Grinning with relief, I sat in the grass. A heavy weight that was pressing on my shoulders was immediately released. I was grateful. After ten minutes of sitting there, I saw Edith lunge at Mary’s neck, just out of nowhere. Mary screeched, and lunged at Cora’s neck. It was bizarre, like a literal version of the pecking order. A few more minutes passed, I left and came back, only to see that Mary’s face was covered in blood, and part of her waddle or earlobe was split and hanging. Swearing, I frantically ran into the enclosure and grabbed her in my arms. She cooed, not struggling at all, while I placed her in a fenced in space next to the run.
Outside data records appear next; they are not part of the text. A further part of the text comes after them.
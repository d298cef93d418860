// Tile formatting for live dashboard values
use crate::domain::messages::{EnvironmentPart, Forecast, Meter};
use crate::domain::telemetry::Sample;

/// `1D02H03M04S`
pub fn format_uptime(seconds: f64) -> String {
    let total = seconds.max(0.0) as u64;
    let days = total / 86_400;
    let hours = (total % 86_400) / 3600;
    let minutes = (total % 3600) / 60;
    let secs = total % 60;
    format!("{}D{:02}H{:02}M{:02}S", days, hours, minutes, secs)
}

#[derive(Debug, Clone, PartialEq)]
pub struct MeterTile {
    /// `current/max`
    pub reading: String,
    /// Load bar height in percent.
    pub load_percentage: f64,
    pub total: String,
    pub costs: String,
}

fn load_percentage(meter: &Meter) -> f64 {
    if meter.max > 0.0 {
        meter.current / meter.max * 100.0
    } else {
        0.0
    }
}

/// Power totals arrive in Wh and are shown in kWh.
pub fn power_tile(meter: &Meter) -> MeterTile {
    let kwh = meter.total / 1000.0;
    MeterTile {
        reading: format!("{}/{}", meter.current, meter.max),
        load_percentage: load_percentage(meter),
        total: format!("{:.2}", kwh),
        costs: format!("{:.3}", meter.price * kwh),
    }
}

/// Water totals arrive in litres; the price is per cubic metre.
pub fn water_tile(meter: &Meter) -> MeterTile {
    MeterTile {
        reading: format!("{}/{}", meter.current, meter.max),
        load_percentage: load_percentage(meter),
        total: format!("{:.2}", meter.total),
        costs: format!("{:.3}", meter.price * (meter.total / 1000.0)),
    }
}

/// One-line summary of an environment part, or `None` when it is switched off.
pub fn environment_summary(name: &str, part: &EnvironmentPart) -> Option<String> {
    if !part.enabled {
        return None;
    }
    let unit = if name == "sprayer" { "%" } else { "°C" };

    let mut summary = format!(
        "{} ({}) is {}",
        name,
        part.mode.as_deref().unwrap_or("manual"),
        part.state.as_deref().unwrap_or("off")
    );
    if let Some(current) = part.current {
        summary.push_str(&format!(", current {:.3} {}", current, unit));
    }
    if let (Some(min), Some(max)) = (part.alarm_min, part.alarm_max) {
        summary.push_str(&format!(", alarm {:.3}-{:.3} {}", min, max, unit));
    }
    if part.alarm == Some(true) {
        summary.push_str(", ALARM");
    }
    Some(summary)
}

/// Forecast temperatures plotted at the middle of each forecast window.
pub fn forecast_series(forecasts: &[Forecast]) -> Vec<Sample> {
    forecasts
        .iter()
        .map(|forecast| {
            let middle = forecast.to - (forecast.to - forecast.from) / 2;
            Sample::new(middle * 1000, forecast.temperature)
        })
        .collect()
}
A few texts were sent to my neighbor/chicken supplier/boss, who promptly responded with advice.
Close to tears, I clumsily tried to wipe off her feathers with a wet sterile pad. Suddenly my mother appeared, and kindly prepared some antiseptic and gauze. She cleaned out the wound with ease and gentleness while Mary snuggled against me in my lap. After putting on some antibacterial, I put her back in the separate enclosure, and went inside to prepare my dog’s crate for chicken habitation.
My neighbor/chicken supplier/boss also appeared at the driveway, and inspected the wound. Than she applied something called Blue Kote, which makes the wound appear blue instead of red. This is useful because it discourages pecking, which can quickly turn cannibalistic when dealing with chickens.
Poor baby 😦
She seemed to think that it was perfectly fine, and not a big deal. Which leads me to think that the worst is yet to come :(.
Currently, Mary is snoozing in the basement in pine shavings with access to food, water, and grit. I’ll reintegrate her into the flock tomorrow (meaning I will put her back). Hopefully it won’t confuse the pecking order even further.
A word of caution. None of this is professional advice for wound care. In fact, quite the opposite. I really have no idea what I am doing. I’m just a girl who wants a taste of farming, who convinced her parents to let her buy a couple of chickens. Yes, I researched (and still am researching) a lot of chicken stuff beforehand, and yes I came across “words of caution” just like this one. Did I listen? Nope.
What I am trying to say, is that raising chickens isn’t all sunshine, baby chicks, cuddling birds, and colorful eggs. In the 23 weeks I have had these chickens, I have probably dealt with more stress, heartbreak, and fear in my entire life. Two baby chicks have died in my hands, I have been attacked by a cockerel I raised from three days old, I have had to sell that bird to a man who I do not even know (with the only other solution being sell the bird to the slaughter-house), I have expected my favorite hen to die right before my eyes as she downed a stray hair-tie that I had inadvertently given her, I have searched and worried for three days straight about a chicken that I accidentally let escape, and I have watched them attack each other relentlessly over the small issue of who is dominant and who is not.
Have I regretted getting Mary and Edith? Not once. I can say without a doubt that this experience is making me a better person, and whatever comes my way I will handle. Because I have to. This responsibility is very real. And I’m loving every single minute of it.